■ Exercise ■
Retype the entries. Match them exactly.

■ Excerpted records ■
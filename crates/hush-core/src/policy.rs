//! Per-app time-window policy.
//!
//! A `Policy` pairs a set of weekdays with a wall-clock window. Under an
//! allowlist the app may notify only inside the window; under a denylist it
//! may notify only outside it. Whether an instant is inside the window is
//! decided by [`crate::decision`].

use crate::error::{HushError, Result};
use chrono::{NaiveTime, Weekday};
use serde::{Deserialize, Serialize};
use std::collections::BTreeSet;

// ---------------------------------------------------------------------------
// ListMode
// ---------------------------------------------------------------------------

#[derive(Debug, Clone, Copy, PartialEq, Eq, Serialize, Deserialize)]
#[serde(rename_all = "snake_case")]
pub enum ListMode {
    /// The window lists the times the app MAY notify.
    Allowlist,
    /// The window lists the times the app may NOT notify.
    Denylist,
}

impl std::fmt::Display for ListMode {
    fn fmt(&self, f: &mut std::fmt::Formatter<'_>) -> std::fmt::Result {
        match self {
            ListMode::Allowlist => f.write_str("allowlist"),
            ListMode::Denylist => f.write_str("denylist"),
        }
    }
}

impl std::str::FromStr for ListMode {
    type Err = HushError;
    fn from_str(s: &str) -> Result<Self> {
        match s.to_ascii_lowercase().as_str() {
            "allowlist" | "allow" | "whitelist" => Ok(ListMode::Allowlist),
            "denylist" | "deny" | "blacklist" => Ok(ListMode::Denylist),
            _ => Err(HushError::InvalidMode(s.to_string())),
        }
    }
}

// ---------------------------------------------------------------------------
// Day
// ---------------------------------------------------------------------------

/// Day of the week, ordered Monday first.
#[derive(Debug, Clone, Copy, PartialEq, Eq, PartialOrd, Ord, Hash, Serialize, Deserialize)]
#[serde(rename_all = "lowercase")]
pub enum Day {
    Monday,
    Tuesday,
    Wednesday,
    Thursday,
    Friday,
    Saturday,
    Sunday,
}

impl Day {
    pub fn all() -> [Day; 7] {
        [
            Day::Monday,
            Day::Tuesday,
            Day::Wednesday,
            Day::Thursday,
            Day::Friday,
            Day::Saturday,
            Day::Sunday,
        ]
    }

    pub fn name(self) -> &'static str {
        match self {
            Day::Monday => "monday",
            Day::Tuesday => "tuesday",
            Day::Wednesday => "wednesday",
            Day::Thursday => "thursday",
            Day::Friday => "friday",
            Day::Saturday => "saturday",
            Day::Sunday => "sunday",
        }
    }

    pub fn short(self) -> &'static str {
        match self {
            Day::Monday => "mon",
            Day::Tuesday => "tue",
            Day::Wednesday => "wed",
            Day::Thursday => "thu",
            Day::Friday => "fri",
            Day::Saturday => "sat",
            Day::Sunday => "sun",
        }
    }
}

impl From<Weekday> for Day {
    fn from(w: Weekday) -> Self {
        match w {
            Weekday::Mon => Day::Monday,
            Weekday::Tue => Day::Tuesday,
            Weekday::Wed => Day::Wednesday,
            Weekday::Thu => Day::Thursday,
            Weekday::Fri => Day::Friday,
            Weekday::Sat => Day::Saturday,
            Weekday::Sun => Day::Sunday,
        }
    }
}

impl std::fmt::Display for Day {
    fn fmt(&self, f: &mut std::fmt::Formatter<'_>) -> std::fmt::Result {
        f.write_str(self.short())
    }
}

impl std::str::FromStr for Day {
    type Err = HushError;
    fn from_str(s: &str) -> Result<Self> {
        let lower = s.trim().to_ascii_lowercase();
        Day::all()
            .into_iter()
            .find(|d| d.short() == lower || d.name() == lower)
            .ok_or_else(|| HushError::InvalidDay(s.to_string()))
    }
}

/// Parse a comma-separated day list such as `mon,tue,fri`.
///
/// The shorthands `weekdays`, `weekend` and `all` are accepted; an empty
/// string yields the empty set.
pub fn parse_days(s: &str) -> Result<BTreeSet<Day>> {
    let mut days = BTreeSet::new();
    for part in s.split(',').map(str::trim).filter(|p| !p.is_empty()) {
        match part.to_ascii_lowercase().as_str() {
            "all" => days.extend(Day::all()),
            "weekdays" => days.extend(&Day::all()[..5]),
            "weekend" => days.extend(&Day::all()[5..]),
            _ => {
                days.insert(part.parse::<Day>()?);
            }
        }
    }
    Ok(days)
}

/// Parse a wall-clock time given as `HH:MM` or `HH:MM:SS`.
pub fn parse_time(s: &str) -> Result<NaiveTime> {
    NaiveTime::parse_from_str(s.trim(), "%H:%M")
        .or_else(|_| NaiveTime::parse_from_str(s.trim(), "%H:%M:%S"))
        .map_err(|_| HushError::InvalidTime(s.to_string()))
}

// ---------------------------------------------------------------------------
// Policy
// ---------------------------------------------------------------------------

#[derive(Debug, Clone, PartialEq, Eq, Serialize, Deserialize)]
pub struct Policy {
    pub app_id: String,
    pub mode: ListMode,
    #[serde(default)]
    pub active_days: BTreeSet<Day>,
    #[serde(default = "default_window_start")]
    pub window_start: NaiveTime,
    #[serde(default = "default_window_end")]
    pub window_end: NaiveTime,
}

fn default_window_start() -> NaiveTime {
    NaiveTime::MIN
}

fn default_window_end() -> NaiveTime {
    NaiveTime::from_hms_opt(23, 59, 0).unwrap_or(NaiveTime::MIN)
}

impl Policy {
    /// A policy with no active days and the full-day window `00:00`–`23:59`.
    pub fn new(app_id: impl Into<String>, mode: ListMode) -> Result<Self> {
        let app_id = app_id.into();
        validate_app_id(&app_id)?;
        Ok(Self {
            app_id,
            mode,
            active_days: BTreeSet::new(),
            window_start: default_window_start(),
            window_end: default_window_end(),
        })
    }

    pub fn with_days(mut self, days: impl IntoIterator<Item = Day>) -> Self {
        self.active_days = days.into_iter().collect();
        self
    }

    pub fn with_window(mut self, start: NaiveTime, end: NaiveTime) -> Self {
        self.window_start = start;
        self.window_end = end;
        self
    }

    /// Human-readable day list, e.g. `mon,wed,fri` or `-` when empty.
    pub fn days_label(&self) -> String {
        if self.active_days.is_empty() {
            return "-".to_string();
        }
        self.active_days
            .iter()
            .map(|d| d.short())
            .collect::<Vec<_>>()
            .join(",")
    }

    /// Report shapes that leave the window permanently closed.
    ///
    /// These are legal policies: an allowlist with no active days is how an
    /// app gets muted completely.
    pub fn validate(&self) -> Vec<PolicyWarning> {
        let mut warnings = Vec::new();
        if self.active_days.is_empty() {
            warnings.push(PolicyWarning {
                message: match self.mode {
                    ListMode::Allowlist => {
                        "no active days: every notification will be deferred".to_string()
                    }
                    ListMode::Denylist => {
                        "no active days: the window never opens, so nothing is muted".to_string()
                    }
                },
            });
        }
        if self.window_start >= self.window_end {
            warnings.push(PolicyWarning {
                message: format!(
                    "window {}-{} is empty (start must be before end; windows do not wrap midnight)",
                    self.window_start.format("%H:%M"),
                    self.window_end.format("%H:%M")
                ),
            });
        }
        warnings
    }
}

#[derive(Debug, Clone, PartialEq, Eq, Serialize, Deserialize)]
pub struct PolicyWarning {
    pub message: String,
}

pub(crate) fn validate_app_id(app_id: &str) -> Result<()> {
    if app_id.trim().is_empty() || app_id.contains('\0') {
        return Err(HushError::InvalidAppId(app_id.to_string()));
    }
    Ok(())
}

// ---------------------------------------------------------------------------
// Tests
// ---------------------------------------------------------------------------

■ Output for this exercise ■
filename crates/hush-core/src/policy.rs
//! Per-app time-window policy.
//!
//! A `Policy` pairs a set of weekdays with a wall-clock window. Under an
//! allowlist the app may notify only inside the window; under a denylist it
//! may notify only outside it. Whether an instant is inside the window is
//! decided by [`crate::decision`].

use crate::error::{HushError, Result};
use chrono::{NaiveTime, Weekday};
use serde::{Deserialize, Serialize};
use std::collections::BTreeSet;

// ---------------------------------------------------------------------------
// ListMode
// ---------------------------------------------------------------------------

#[derive(Debug, Clone, Copy, PartialEq, Eq, Serialize, Deserialize)]
#[serde(rename_all = "snake_case")]
pub enum ListMode {
    /// The window lists the times the app MAY notify.
    Allowlist,
    /// The window lists the times the app may NOT notify.
    Denylist,
}

impl std::fmt::Display for ListMode {
    fn fmt(&self, f: &mut std::fmt::Formatter<'_>) -> std::fmt::Result {
        match self {
            ListMode::Allowlist => f.write_str("allowlist"),
            ListMode::Denylist => f.write_str("denylist"),
        }
    }
}

impl std::str::FromStr for ListMode {
    type Err = HushError;
    fn from_str(s: &str) -> Result<Self> {
        match s.to_ascii_lowercase().as_str() {
            "allowlist" | "allow" | "whitelist" => Ok(ListMode::Allowlist),
            "denylist" | "deny" | "blacklist" => Ok(ListMode::Denylist),
            _ => Err(HushError::InvalidMode(s.to_string())),
        }
    }
}

// ---------------------------------------------------------------------------
// Day
// ---------------------------------------------------------------------------

/// Day of the week, ordered Monday first.
#[derive(Debug, Clone, Copy, PartialEq, Eq, PartialOrd, Ord, Hash, Serialize, Deserialize)]
#[serde(rename_all = "lowercase")]
pub enum Day {
    Monday,
    Tuesday,
    Wednesday,
    Thursday,
    Friday,
    Saturday,
    Sunday,
}

impl Day {
    pub fn all() -> [Day; 7] {
        [
            Day::Monday,
            Day::Tuesday,
            Day::Wednesday,
            Day::Thursday,
            Day::Friday,
            Day::Saturday,
            Day::Sunday,
        ]
    }

    pub fn name(self) -> &'static str {
        match self {
            Day::Monday => "monday",
            Day::Tuesday => "tuesday",
            Day::Wednesday => "wednesday",
            Day::Thursday => "thursday",
            Day::Friday => "friday",
            Day::Saturday => "saturday",
            Day::Sunday => "sunday",
        }
    }

    pub fn short(self) -> &'static str {
        match self {
            Day::Monday => "mon",
            Day::Tuesday => "tue",
            Day::Wednesday => "wed",
            Day::Thursday => "thu",
            Day::Friday => "fri",
            Day::Saturday => "sat",
            Day::Sunday => "sun",
        }
    }
}

impl From<Weekday> for Day {
    fn from(w: Weekday) -> Self {
        match w {
            Weekday::Mon => Day::Monday,
            Weekday::Tue => Day::Tuesday,
            Weekday::Wed => Day::Wednesday,
            Weekday::Thu => Day::Thursday,
            Weekday::Fri => Day::Friday,
            Weekday::Sat => Day::Saturday,
            Weekday::Sun => Day::Sunday,
        }
    }
}

impl std::fmt::Display for Day {
    fn fmt(&self, f: &mut std::fmt::Formatter<'_>) -> std::fmt::Result {
        f.write_str(self.short())
    }
}

impl std::str::FromStr for Day {
    type Err = HushError;
    fn from_str(s: &str) -> Result<Self> {
        let lower = s.trim().to_ascii_lowercase();
        Day::all()
            .into_iter()
            .find(|d| d.short() == lower || d.name() == lower)
            .ok_or_else(|| HushError::InvalidDay(s.to_string()))
    }
}

/// Parse a comma-separated day list such as `mon,tue,fri`.
///
/// The shorthands `weekdays`, `weekend` and `all` are accepted; an empty
/// string yields the empty set.
pub fn parse_days(s: &str) -> Result<BTreeSet<Day>> {
    let mut days = BTreeSet::new();
    for part in s.split(',').map(str::trim).filter(|p| !p.is_empty()) {
        match part.to_ascii_lowercase().as_str() {
            "all" => days.extend(Day::all()),
            "weekdays" => days.extend(&Day::all()[..5]),
            "weekend" => days.extend(&Day::all()[5..]),
            _ => {
                days.insert(part.parse::<Day>()?);
            }
        }
    }
    Ok(days)
}

/// Parse a wall-clock time given as `HH:MM` or `HH:MM:SS`.
pub fn parse_time(s: &str) -> Result<NaiveTime> {
    NaiveTime::parse_from_str(s.trim(), "%H:%M")
        .or_else(|_| NaiveTime::parse_from_str(s.trim(), "%H:%M:%S"))
        .map_err(|_| HushError::InvalidTime(s.to_string()))
}

// ---------------------------------------------------------------------------
// Policy
// ---------------------------------------------------------------------------

#[derive(Debug, Clone, PartialEq, Eq, Serialize, Deserialize)]
pub struct Policy {
    pub app_id: String,
    pub mode: ListMode,
    #[serde(default)]
    pub active_days: BTreeSet<Day>,
    #[serde(default = "default_window_start")]
    pub window_start: NaiveTime,
    #[serde(default = "default_window_end")]
    pub window_end: NaiveTime,
}

fn default_window_start() -> NaiveTime {
    NaiveTime::MIN
}

fn default_window_end() -> NaiveTime {
    NaiveTime::from_hms_opt(23, 59, 0).unwrap_or(NaiveTime::MIN)
}

impl Policy {
    /// A policy with no active days and the full-day window `00:00`–`23:59`.
    pub fn new(app_id: impl Into<String>, mode: ListMode) -> Result<Self> {
        let app_id = app_id.into();
        validate_app_id(&app_id)?;
        Ok(Self {
            app_id,
            mode,
            active_days: BTreeSet::new(),
            window_start: default_window_start(),
            window_end: default_window_end(),
        })
    }

    pub fn with_days(mut self, days: impl IntoIterator<Item = Day>) -> Self {
        self.active_days = days.into_iter().collect();
        self
    }

    pub fn with_window(mut self, start: NaiveTime, end: NaiveTime) -> Self {
        self.window_start = start;
        self.window_end = end;
        self
    }

    /// Human-readable day list, e.g. `mon,wed,fri` or `-` when empty.
    pub fn days_label(&self) -> String {
        if self.active_days.is_empty() {
            return "-".to_string();
        }
        self.active_days
            .iter()
            .map(|d| d.short())
            .collect::<Vec<_>>()
            .join(",")
    }

    /// Report shapes that leave the window permanently closed.
    ///
    /// These are legal policies: an allowlist with no active days is how an
    /// app gets muted completely.
    pub fn validate(&self) -> Vec<PolicyWarning> {
        let mut warnings = Vec::new();
        if self.active_days.is_empty() {
            warnings.push(PolicyWarning {
                message: match self.mode {
                    ListMode::Allowlist => {
                        "no active days: every notification will be deferred".to_string()
                    }
                    ListMode::Denylist => {
                        "no active days: the window never opens, so nothing is muted".to_string()
                    }
                },
            });
        }
        if self.window_start >= self.window_end {
            warnings.push(PolicyWarning {
                message: format!(
                    "window {}-{} is empty (start must be before end; windows do not wrap midnight)",
                    self.window_start.format("%H:%M"),
                    self.window_end.format("%H:%M")
                ),
            });
        }
        warnings
    }
}

#[derive(Debug, Clone, PartialEq, Eq, Serialize, Deserialize)]
pub struct PolicyWarning {
    pub message: String,
}

pub(crate) fn validate_app_id(app_id: &str) -> Result<()> {
    if app_id.trim().is_empty() || app_id.contains('\0') {
        return Err(HushError::InvalidAppId(app_id.to_string()));
    }
    Ok(())
}

// ---------------------------------------------------------------------------
// Tests
// ---------------------------------------------------------------------------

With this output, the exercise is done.